Climat : alerte au méthane

« La responsabilité du méthane dans le réchauffement n’est pas actuellement de l’ordre de 15% (…) mais plutôt du double », ont constaté Benjamin Dessus et Bernard Laponche à la lecture du résumé du rapport du Giec qui vient de paraître. Et parmi les principales sources de méthane, on trouve… l’exploitation des gaz de schiste.

Cet article a été publié dans Médiapart, le 1er octobre

Benjamin Dessus et Bernard Laponche  sont tous les deux membres fondateurs de l’association Global Chance.

Le « résumé pour décideurs » du groupe 1 du Giec qui vient de paraître (à consulter ici) a fait la Une de nombreux journaux. Ce résumé nous apprend que le forçage radiatif (1) supplémentaire de l’ensemble des gaz à effet de serre émis par l’homme (CO2, CH4, N2O et halo-carbones) (3) entre 1750 et 2011 atteindrait 3W par m2. Sans surprise, le gaz carbonique CO2, résultat de la combustion des combustibles fossiles et de la déforestation, avec 1,68 W par m2, reste le premier responsable du réchauffement (56%).

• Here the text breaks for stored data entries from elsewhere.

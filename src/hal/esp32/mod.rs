//! ESP32 platform layer for the room-effect controller.
//!
//! # Hardware Configuration
//!
//! - **MCU**: ESP32 DevKit (dual core, WiFi)
//! - **Drivers**: two L298N-style H-bridges (`motor1`, `motor2`)
//! - **PWM**: LEDC, one timer shared by all four legs
//!
//! # Pin Assignments
//!
//! | Actuator | Channel | Left PWM | Right PWM | Enable |
//! |----------|---------|----------|-----------|--------|
//! | `motor1` | 0 | GPIO27 | GPIO26 | GPIO25 |
//! | `motor2` | 1 | GPIO33 | GPIO32 | GPIO14 |

mod bridge;
mod clock;
mod mqtt;
mod system;
mod wifi;

pub use bridge::{bridge, pwm_timer, resolution, Esp32Bridge};
pub use clock::Esp32Clock;
pub use mqtt::{Esp32Mqtt, Esp32MqttError};
pub use system::{Esp32System, Esp32Watchdog};
pub use wifi::{Esp32Wifi, Esp32WifiError};
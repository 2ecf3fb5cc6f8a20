//! ESP32 room-effect controller.
//!
//! Entry point for the two-motor board. It runs the cooperative loop at the
//! configured tick (20 ms by default):
//! - Supervises WiFi and the broker session, with backoff
//! - Drains inbound commands and publishes feedback
//! - Slews both H-bridge outputs toward their targets
//! - Feeds the task watchdog
//!
//! # Build
//!
//! ```bash
//! WIFI_SSID=Exhibit WIFI_PASSWORD=secret MQTT_HOST=192.168.1.10 \
//!     cargo build --release --features esp32 --bin esp32_main
//! ```
//!
//! Optional: `MQTT_PORT`, `MQTT_USER`, `MQTT_PASSWORD`, `MQTT_CLIENT_ID`,
//! `ROOM_PREFIX` (defaults to `room1/`).

use esp_idf_hal::delay::FreeRtos;
use esp_idf_hal::peripherals::Peripherals;
use esp_idf_svc::eventloop::EspSystemEventLoop;
use esp_idf_svc::log::EspLogger;
use esp_idf_svc::nvs::EspDefaultNvsPartition;
use log::{error, info};

use room_fx::hal::channel::{ChannelBank, DriverPool};
use room_fx::hal::esp32::{
    bridge, pwm_timer, Esp32Clock, Esp32Mqtt, Esp32System, Esp32Watchdog, Esp32Wifi,
};
use room_fx::traits::Clock;
use room_fx::{Config, MqttConfig, Runtime, WifiConfig};

fn main() -> anyhow::Result<()> {
    esp_idf_hal::sys::link_patches();
    EspLogger::initialize_default();

    info!("room-fx controller starting");

    // =========================================================================
    // Configuration
    // =========================================================================
    let mut mqtt = MqttConfig::default()
        .with_host(option_env!("MQTT_HOST").unwrap_or("localhost"))
        .with_port(
            option_env!("MQTT_PORT")
                .and_then(|p| p.parse().ok())
                .unwrap_or(1883),
        );
    if let Some(id) = option_env!("MQTT_CLIENT_ID") {
        mqtt = mqtt.with_client_id(id);
    }
    if let Some(prefix) = option_env!("ROOM_PREFIX") {
        mqtt = mqtt.with_base_prefix(prefix);
    }
    if let Some(user) = option_env!("MQTT_USER") {
        mqtt = mqtt.with_auth(user, option_env!("MQTT_PASSWORD").unwrap_or(""));
    }

    let config = Config::default()
        .with_wifi(
            WifiConfig::default()
                .with_ssid(option_env!("WIFI_SSID").unwrap_or(""))
                .with_password(option_env!("WIFI_PASSWORD").unwrap_or("")),
        )
        .with_mqtt(mqtt);

    if !config.wifi.is_configured() {
        error!("WiFi not configured (set WIFI_SSID/WIFI_PASSWORD at build time)");
    }

    let peripherals = Peripherals::take()?;

    // =========================================================================
    // Outputs (outputs are driven off before anything else)
    // =========================================================================
    let timer = pwm_timer(peripherals.ledc.timer0, &config.motion)?;
    let motor1 = bridge(
        &timer,
        peripherals.ledc.channel0,
        peripherals.pins.gpio27,
        peripherals.ledc.channel1,
        peripherals.pins.gpio26,
        peripherals.pins.gpio25,
    )?;
    let motor2 = bridge(
        &timer,
        peripherals.ledc.channel2,
        peripherals.pins.gpio33,
        peripherals.ledc.channel3,
        peripherals.pins.gpio32,
        peripherals.pins.gpio14,
    )?;
    let pool = DriverPool::new().with_bridge(motor1).with_bridge(motor2);
    let bank = ChannelBank::from_profile(&config.device, pool)
        .map_err(|e| anyhow::anyhow!("device profile: {}", e))?;
    info!(
        "outputs ready: {} Hz, {}-bit",
        config.motion.pwm_frequency_hz, config.motion.pwm_resolution_bits
    );

    // =========================================================================
    // Network
    // =========================================================================
    let sysloop = EspSystemEventLoop::take()?;
    let nvs = EspDefaultNvsPartition::take()?;
    let wifi = Esp32Wifi::new(peripherals.modem, sysloop, Some(nvs), &config.wifi)?;
    let mqtt = Esp32Mqtt::new(&config.mqtt);

    // =========================================================================
    // Watchdog and Runtime
    // =========================================================================
    let watchdog = Esp32Watchdog::new(config.safety.watchdog_timeout_secs)?;
    let clock = Esp32Clock::new();
    let mut runtime = Runtime::new(
        &config,
        bank,
        wifi,
        mqtt,
        watchdog,
        Esp32System,
        clock.now_ms(),
    );

    info!("entering control loop ({} ms tick)", config.motion.tick_ms);

    // =========================================================================
    // Main Control Loop
    // =========================================================================
    loop {
        if let Err(e) = runtime.run_once(clock.now_ms()) {
            // Restart was already requested; only reached if it returns.
            error!("run loop failed: {}", e);
        }
        FreeRtos::delay_ms(config.motion.tick_ms);
    }
}
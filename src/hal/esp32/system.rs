//! Task watchdog and restart control on ESP-IDF.

use esp_idf_hal::sys::{
    esp_restart, esp_task_wdt_add, esp_task_wdt_config_t, esp_task_wdt_delete, esp_task_wdt_init,
    esp_task_wdt_reconfigure, esp_task_wdt_reset, ESP_ERR_INVALID_STATE, ESP_OK,
};
use log::warn;

use crate::traits::{SystemControl, Watchdog};

/// Task watchdog subscription for the calling (main loop) task.
///
/// If [`Watchdog::feed`] is not called within the timeout the chip panics
/// and reboots. Dropping the handle unsubscribes the task.
pub struct Esp32Watchdog {
    _private: (),
}

impl Esp32Watchdog {
    /// Configure the task watchdog and subscribe the current task.
    pub fn new(timeout_secs: u32) -> anyhow::Result<Self> {
        let config = esp_task_wdt_config_t {
            timeout_ms: timeout_secs.saturating_mul(1000),
            idle_core_mask: 0,
            trigger_panic: true,
        };
        // The IDF may already have started the watchdog; reconfigure it then.
        let rc = unsafe { esp_task_wdt_init(&config) };
        let rc = if rc == ESP_ERR_INVALID_STATE {
            unsafe { esp_task_wdt_reconfigure(&config) }
        } else {
            rc
        };
        if rc != ESP_OK {
            anyhow::bail!("esp_task_wdt_init failed with code {}", rc);
        }

        let rc = unsafe { esp_task_wdt_add(core::ptr::null_mut()) };
        if rc != ESP_OK && rc != ESP_ERR_INVALID_STATE {
            anyhow::bail!("esp_task_wdt_add failed with code {}", rc);
        }
        Ok(Self { _private: () })
    }
}

impl Watchdog for Esp32Watchdog {
    fn feed(&mut self) {
        let rc = unsafe { esp_task_wdt_reset() };
        if rc != ESP_OK {
            warn!("esp_task_wdt_reset failed with code {}", rc);
        }
    }
}

impl Drop for Esp32Watchdog {
    fn drop(&mut self) {
        let rc = unsafe { esp_task_wdt_delete(core::ptr::null_mut()) };
        if rc != ESP_OK {
            warn!("esp_task_wdt_delete failed with code {}", rc);
        }
    }
}

/// Software restart through `esp_restart()`.
#[derive(Clone, Copy, Debug, Default)]
pub struct Esp32System;

impl SystemControl for Esp32System {
    fn restart(&mut self) {
        warn!("restarting");
        unsafe { esp_restart() };
    }
}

Par contre, on y apprend que le forçage supplémentaire du méthane sur la même période est de 0,97 W par m2 soit 32% du forçage total. C’est deux fois plus que ne le laisserait penser la simple prise en compte de sa concentration dans l’atmosphère et deux fois plus que ce qu’estimait le Giec dans son rapport précédent (3) où il ne comptait que pour 0,48 par m2.

Cette information semble être passée pratiquement inaperçue : elle est pourtant majeure puisqu’elle indique que la responsabilité du méthane dans le réchauffement n’est pas actuellement de l’ordre de 15% comme l’annonçait le rapport du Giec en 2007 mais plutôt du double. D’autant que la concentration du méthane dans l’atmosphère, qui avait peu évolué depuis le début des années 90 jusqu’en 2005, semble accélérer depuis cette époque.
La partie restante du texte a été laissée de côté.